Medical service providers:
As their exposure to liability continues to evolve, medical providers ought to review their professional liability and commercial general liability coverages and the corresponding exclusions. While professional liability coverage will typically cover businesses and professionals against liability relating to alleged errors or omissions occurring in the course of their services, such policies often include exclusions for deliberate criminal acts. Commercial general liability policies, which typically cover costs incurred in litigation over alleged wrongful acts committed by a company or its employees, often include such exclusions as well. The interpretation of such coverage provisions and exclusions will likely depend, at least in part, on the status of abortion restrictions and the potential interplay between jurisdictions’ laws at the time of such litigation.
Moreover, given that professional liability insurance typically contains exclusions for illegal or criminal acts, questions remain as to whether carriers will attempt to pull back coverage or report providers who offer abortion access. In the wake of Dobbs, legislation was enacted in New York to prohibit medical malpractice carriers from penalizing policyholders for providing abortion care within the state, such as by refusing to renew their policies, changing coverage terms, or reporting their insureds for abortion care. Therefore, it continues to be important for medical providers to not only assess the nature of their liability coverage, but also assess developments in legal restrictions and governmental regulation of malpractice carriers.

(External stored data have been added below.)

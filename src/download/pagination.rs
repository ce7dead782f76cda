//! Page iteration for collections and search results.

use std::io::Write;
use std::path::Path;

use crate::api::SvgRepoClient;
use crate::catalog::{extract_asset_links, extract_page_count, SourceUrl};
use crate::config::{OptionsConfig, SourceMode};
use crate::download::assets::download_all;
use crate::download::state::DownloadState;
use crate::error::{Error, Result};
use crate::fs::{prepare_output_dir, DirPreparation};
use crate::output::{Confirm, ProgressFactory};

/// How a download run ended.
#[derive(Debug, Clone, PartialEq, Eq)]
pub enum RunOutcome {
    Completed(DownloadState),
    /// The user declined to replace the existing output directory.
    Aborted,
}

/// Where the links of each page go.
enum Sink<'s> {
    Download(&'s Path),
    List {
        label: &'s str,
        out: &'s mut dyn Write,
    },
}

/// Walks the pages of a source in order, one at a time.
pub struct PaginationDriver<'a> {
    client: &'a SvgRepoClient,
    progress: &'a dyn ProgressFactory,
    search_page_limit: u32,
    show_skipped: bool,
}

impl<'a> PaginationDriver<'a> {
    pub fn new(
        client: &'a SvgRepoClient,
        options: &OptionsConfig,
        progress: &'a dyn ProgressFactory,
    ) -> Self {
        Self {
            client,
            progress,
            search_page_limit: options.search_page_limit,
            show_skipped: options.show_skipped_downloads,
        }
    }

    /// Download every icon of `source` into `output_dir`.
    ///
    /// The root page is fetched before the directory is touched, so an unreachable source
    /// leaves the filesystem unchanged.
    pub async fn download(
        &self,
        source: &SourceUrl,
        output_dir: &Path,
        confirm: &dyn Confirm,
    ) -> Result<RunOutcome> {
        let total_pages = self.total_pages(source).await?;

        match prepare_output_dir(output_dir, confirm)? {
            DirPreparation::Declined => return Ok(RunOutcome::Aborted),
            DirPreparation::Created | DirPreparation::Recreated => {}
        }

        let state = self
            .run(source, total_pages, Sink::Download(output_dir))
            .await?;
        Ok(RunOutcome::Completed(state))
    }

    /// Write `<label>\t<link>` for every icon of `source`, without downloading.
    pub async fn list(
        &self,
        source: &SourceUrl,
        label: Option<&str>,
        out: &mut dyn Write,
    ) -> Result<DownloadState> {
        let total_pages = self.total_pages(source).await?;
        let sink = Sink::List {
            label: label.unwrap_or(""),
            out,
        };
        self.run(source, total_pages, sink).await
    }

    /// Fetch the root page and decide how many pages to visit.
    async fn total_pages(&self, source: &SourceUrl) -> Result<u32> {
        let root = self.client.fetch_page(source.as_str()).await?;

        match source.mode() {
            SourceMode::Search => Ok(self.search_page_limit),
            SourceMode::Catalog => extract_page_count(&root)?.ok_or_else(|| Error::PageCount {
                url: source.to_string(),
            }),
        }
    }

    async fn run(
        &self,
        source: &SourceUrl,
        total_pages: u32,
        mut sink: Sink<'_>,
    ) -> Result<DownloadState> {
        let mut state = DownloadState::new(total_pages);

        for page in 1..=total_pages {
            let page_url = source.page_url(page);
            let html = self.client.fetch_page(&page_url).await?;
            let links = extract_asset_links(&html)?;
            state.pages_visited += 1;

            if links.is_empty() {
                tracing::debug!("No icons on page {}, stopping", page);
                break;
            }

            tracing::info!("Page {}/{}: {} icons", page, total_pages, links.len());
            state.links_found += links.len() as u64;

            match &mut sink {
                Sink::List { label, out } => {
                    for link in &links {
                        writeln!(out, "{}\t{}", label, link)?;
                        state.listed += 1;
                    }
                }
                Sink::Download(output_dir) => {
                    let progress = self.progress.page_batch(page, total_pages, links.len());
                    download_all(
                        self.client,
                        &links,
                        *output_dir,
                        progress.as_ref(),
                        self.show_skipped,
                        &mut state,
                    )
                    .await;
                }
            }
        }

        Ok(state)
    }
}
//! Filesystem module.
//!
//! Provides:
//! - Destination paths and output directory preparation
//! - Asset file naming

pub mod naming;
pub mod paths;

pub use naming::{asset_file_name, sanitize_filename};
pub use paths::{destination_entry, prepare_output_dir, DirPreparation};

Given the ever-changing landscape of abortion restrictions resulting from Dobbs, it is more important than ever for employers to carefully review and understand their liability coverages as well. As with professional and CGL policies, D&O policies also typically contain exclusions for criminal acts. Employers would be wise to review their various sources of coverage and to continue to monitor the litigation and legislative developments arising out of Dobbs as they continue to provide abortion-related benefits. Further, as state restrictions regarding abortion access tighten or diminish, employers that operate in multiple states must consider and keep apprised of how their policies and procedures will need to vary across jurisdictions, and how abortion access might create unique liabilities from one state to the next. Lastly, to the extent employers suspect that their exposure to liability is significant, it is crucial that they immediately consult counsel to prevent their insurers from misusing provisions such as the aforementioned exclusion for criminal acts.
While there has been some good news for medical providers and employers providing access to abortion in the year following Dobbs and its progeny, the landscape of potential liability has proven to be ever-changing and fraught with confusion. These developments only complicate the issue of how coverage provisions and exclusions in relevant insurance policies will be interpreted, and how that differs depending on geographic location, should providers or employers find themselves in litigation or at odds with their carriers. Continued vigilance is necessary as providers and employers continue to grapple with an uncertain – and unprecedented – legal landscape.